The Internal Revenue Service (IRS) has reminded people born before 1951 to take the required minimum distributions (RMDs) from their retirement accounts by the end of 2023, while also highlighting a new change to the rule beginning this year.
RMDs refer to the amount that any individual with an employer-sponsored retirement plan or an IRA account is mandated to withdraw each year. If RMDs are not taken on time, the individual may be subject to penalties.
According to the old rules, RMDs are necessary once the plan participant reaches the age of 72. For individuals born before 1951, they must take the required minimum distributions beginning in 2023, the IRS said in a Dec. 20 press release. Such withdrawals must be made by Dec. 31.

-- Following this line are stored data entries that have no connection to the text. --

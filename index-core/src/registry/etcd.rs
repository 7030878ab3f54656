use super::{KeyValue, Registry, RegistryError, Revision, SessionEvent, WatchEvent};
use async_trait::async_trait;
use etcd_client::{
    Client, Compare, CompareOp, EventType, GetOptions, PutOptions, Txn, TxnOp, WatchOptions,
};
use futures::stream::{BoxStream, StreamExt};
use std::time::Duration;
use tokio::sync::mpsc;
use tracing::{debug, info, warn};

/// `Registry` backed by a real etcd cluster. Session keys carry a lease
/// so a crashed worker's entry disappears on its own once the lease
/// expires, without coordinator involvement.
pub struct EtcdRegistry {
    client: Client,
    session_lease_ttl: Duration,
}

impl EtcdRegistry {
    /// Connects to etcd, retrying with a fixed backoff up to `max_retries`
    /// times before giving up as a fatal startup error.
    pub async fn connect(
        endpoints: &[String],
        max_retries: u32,
        retry_delay: Duration,
        session_lease_ttl: Duration,
    ) -> Result<Self, RegistryError> {
        let mut attempt = 0;
        loop {
            match Client::connect(endpoints, None).await {
                Ok(client) => {
                    info!(endpoints = ?endpoints, "connected to etcd registry");
                    return Ok(Self {
                        client,
                        session_lease_ttl,
                    });
                }
                Err(err) if attempt < max_retries => {
                    attempt += 1;
                    warn!(attempt, %err, "etcd connect failed, retrying");
                    tokio::time::sleep(retry_delay).await;
                }
                Err(err) => {
                    return Err(RegistryError::Connect(format!(
                        "giving up after {attempt} retries: {err}"
                    )));
                }
            }
        }
    }
}

#[async_trait]
impl Registry for EtcdRegistry {
    async fn get(&self, key: &str) -> Result<Option<KeyValue>, RegistryError> {
        let mut client = self.client.clone();
        let resp = client
            .get(key, None)
            .await
            .map_err(|e| RegistryError::Operation(e.to_string()))?;
        Ok(resp.kvs().first().map(|kv| KeyValue {
            key: key.to_string(),
            value: kv.value().to_vec(),
            revision: kv.mod_revision(),
        }))
    }

    async fn list_prefix(&self, prefix: &str) -> Result<Vec<KeyValue>, RegistryError> {
        let mut client = self.client.clone();
        let resp = client
            .get(prefix, Some(GetOptions::new().with_prefix()))
            .await
            .map_err(|e| RegistryError::Operation(e.to_string()))?;
        Ok(resp
            .kvs()
            .iter()
            .map(|kv| KeyValue {
                key: String::from_utf8_lossy(kv.key()).into_owned(),
                value: kv.value().to_vec(),
                revision: kv.mod_revision(),
            })
            .collect())
    }

    async fn put(&self, key: &str, value: &[u8]) -> Result<Revision, RegistryError> {
        let mut client = self.client.clone();
        client
            .put(key, value, None)
            .await
            .map_err(|e| RegistryError::Operation(e.to_string()))?;
        // Read back to obtain the authoritative revision (the put response
        // only carries a cluster-wide header revision in some server
        // versions, so a follow-up get keeps this robust).
        let kv = self
            .get(key)
            .await?
            .ok_or_else(|| RegistryError::NotFound(key.to_string()))?;
        Ok(kv.revision)
    }

    async fn put_cas(
        &self,
        key: &str,
        value: &[u8],
        expected_revision: Revision,
    ) -> Result<Revision, RegistryError> {
        let mut client = self.client.clone();
        let txn = Txn::new()
            .when(vec![Compare::mod_revision(
                key,
                CompareOp::Equal,
                expected_revision,
            )])
            .and_then(vec![TxnOp::put(key, value, Some(PutOptions::new()))]);
        let resp = client
            .txn(txn)
            .await
            .map_err(|e| RegistryError::Operation(e.to_string()))?;
        if !resp.succeeded() {
            return Err(RegistryError::CasConflict(key.to_string()));
        }
        let kv = self
            .get(key)
            .await?
            .ok_or_else(|| RegistryError::NotFound(key.to_string()))?;
        Ok(kv.revision)
    }

    async fn delete(&self, key: &str) -> Result<(), RegistryError> {
        let mut client = self.client.clone();
        client
            .delete(key, None)
            .await
            .map_err(|e| RegistryError::Operation(e.to_string()))?;
        Ok(())
    }

    async fn watch_prefix(
        &self,
        prefix: &str,
        start_revision: Revision,
    ) -> Result<BoxStream<'static, WatchEvent>, RegistryError> {
        let mut client = self.client.clone();
        let mut options = WatchOptions::new().with_prefix();
        if start_revision > 0 {
            options = options.with_start_revision(start_revision);
        }
        let (_watcher, mut stream) = client
            .watch(prefix, Some(options))
            .await
            .map_err(|e| RegistryError::Operation(e.to_string()))?;

        let (tx, rx) = mpsc::unbounded_channel();
        tokio::spawn(async move {
            // Keep the watcher handle alive for the task's lifetime.
            let _watcher = _watcher;
            while let Ok(Some(resp)) = stream.message().await {
                for event in resp.events() {
                    let mapped = match event.event_type() {
                        EventType::Put => event.kv().map(|kv| {
                            WatchEvent::Put(KeyValue {
                                key: String::from_utf8_lossy(kv.key()).into_owned(),
                                value: kv.value().to_vec(),
                                revision: kv.mod_revision(),
                            })
                        }),
                        EventType::Delete => event.kv().map(|kv| WatchEvent::Delete {
                            key: String::from_utf8_lossy(kv.key()).into_owned(),
                        }),
                    };
                    if let Some(event) = mapped {
                        if tx.send(event).is_err() {
                            return;
                        }
                    }
                }
            }
            debug!("etcd watch stream for prefix ended");
        });

        Ok(tokio_stream::wrappers::UnboundedReceiverStream::new(rx).boxed())
    }

    async fn register_session(
        &self,
        prefix: &str,
        node_id: u64,
        address: &str,
    ) -> Result<(), RegistryError> {
        let mut client = self.client.clone();
        let lease = client
            .lease_grant(self.session_lease_ttl.as_secs() as i64, None)
            .await
            .map_err(|e| RegistryError::Operation(e.to_string()))?;
        let key = format!("{prefix}/{node_id}");
        client
            .put(
                key,
                address,
                Some(PutOptions::new().with_lease(lease.id())),
            )
            .await
            .map_err(|e| RegistryError::Operation(e.to_string()))?;

        let (mut keeper, mut keep_alive_stream) = client
            .lease_keep_alive(lease.id())
            .await
            .map_err(|e| RegistryError::Operation(e.to_string()))?;
        tokio::spawn(async move {
            loop {
                tokio::time::sleep(Duration::from_secs(5)).await;
                if keeper.keep_alive().await.is_err() {
                    return;
                }
                if keep_alive_stream.message().await.is_err() {
                    return;
                }
            }
        });
        Ok(())
    }

    async fn snapshot_sessions(
        &self,
        prefix: &str,
    ) -> Result<(Vec<(u64, String)>, Revision), RegistryError> {
        let entries = self.list_prefix(prefix).await?;
        let revision = entries.iter().map(|kv| kv.revision).max().unwrap_or(0);
        let parsed = entries
            .into_iter()
            .filter_map(|kv| {
                let node_id: u64 = kv.key.rsplit('/').next()?.parse().ok()?;
                Some((node_id, String::from_utf8_lossy(&kv.value).into_owned()))
            })
            .collect();
        Ok((parsed, revision))
    }

    async fn watch_sessions(
        &self,
        prefix: &str,
        start_revision: Revision,
    ) -> Result<BoxStream<'static, SessionEvent>, RegistryError> {
        let inner = self.watch_prefix(prefix, start_revision).await?;
        Ok(inner
            .filter_map(|event| async move {
                match event {
                    WatchEvent::Put(kv) => kv
                        .key
                        .rsplit('/')
                        .next()
                        .and_then(|s| s.parse().ok())
                        .map(|node_id| SessionEvent::Add { node_id }),
                    WatchEvent::Delete { key } => key
                        .rsplit('/')
                        .next()
                        .and_then(|s| s.parse().ok())
                        .map(|node_id| SessionEvent::Del { node_id }),
                }
            })
            .boxed())
    }
}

A change was made to the RMD withdrawal age under the SECURE 2.0 Act of 2022, which bumped up the age requirement to 73 beginning this year. As such, individuals born in 1951 who turn 73 next year must take RMDs in the 2024 tax year, which will be due by April 1, 2025.
Those who turn 72 in 2023 are not required to take RMDs this year as the Secure 2.0 Act rules will apply beginning this year. They can wait to turn 73 in 2024 and then make the withdrawals.
“If an account owner fails to withdraw the full amount of the RMD by the due date, the owner is subject to an excise tax equal to 25 percent of the amount not withdrawn for 2023 and later years,” the IRS stated.
“The SECURE 2.0 Act dropped the excise tax rate from 50 percent for distributions required for 2023 and reduces the tax rate to 10 percent if the error is corrected within two years.”
RMD requirements apply for the beneficiaries of the following retirement plans: traditional IRAs, SEP IRAs, Simple IRAs, 401(k) plans, 403(b) plans, 457(b) plans, profit sharing plans, other defined contribution plans, and Roth IRA beneficiaries.
The withdrawn amount will be included under taxable income. However, some part of the amount may be tax-free, like qualified distributions from some Roth accounts. In such a situation, this amount will not be included under taxable income. Individuals can also withdraw more than the RMD threshold.
For IRA accounts, RMD withdrawals must be made once the individual hits the age threshold even if they are still employed.
“Owners of Roth IRAs are not required to take withdrawals during their lifetime. However, after the death of the account owner, beneficiaries of a Roth IRA are subject to the RMD rules,” the IRS states.
For employer-sponsored retirement plans like 401(k), 403(b), 457(b), and profit-sharing plans, the individual need not withdraw their RMD if they are still employed. Instead, they can wait till retirement to make the RMD withdrawal. However, this rule is not applicable if the person owns at least 5 percent of the business sponsoring the plan.
RMD for Inherited Accounts, Pandemic Waiver
The IRA noted that if an individual inherits an employer-sponsored retirement plan or an IRA from the original owner, they may be required to make an RMD. This would depend on multiple factors:- Whether the original account holder died after 2019.
- Whether the original owner passed away before or after the mandatory RMD date became active.
- The relationship between the beneficiary and the account owner.
The 10-year distribution rule applies to certain beneficiaries and requires that they empty the account by the end of the 10th year following the year of the original account owner’s death.
The tax agency also highlighted the issue of RMD distributions that were waived in 2020 owing to the COVID-19 pandemic.
“An account owner or beneficiary who received an RMD in 2020 had the option of returning it to their IRA or other qualified plan to avoid paying taxes on that distribution,” it said.
“A 2020 RMD that qualified as a coronavirus-related distribution could be repaid over a three-year period or have the taxes due on the distribution spread over three years.”
On the flip side, taking out money from a retirement account and rolling it into a Roth IRA would mean that the person has to pay taxes on this amount.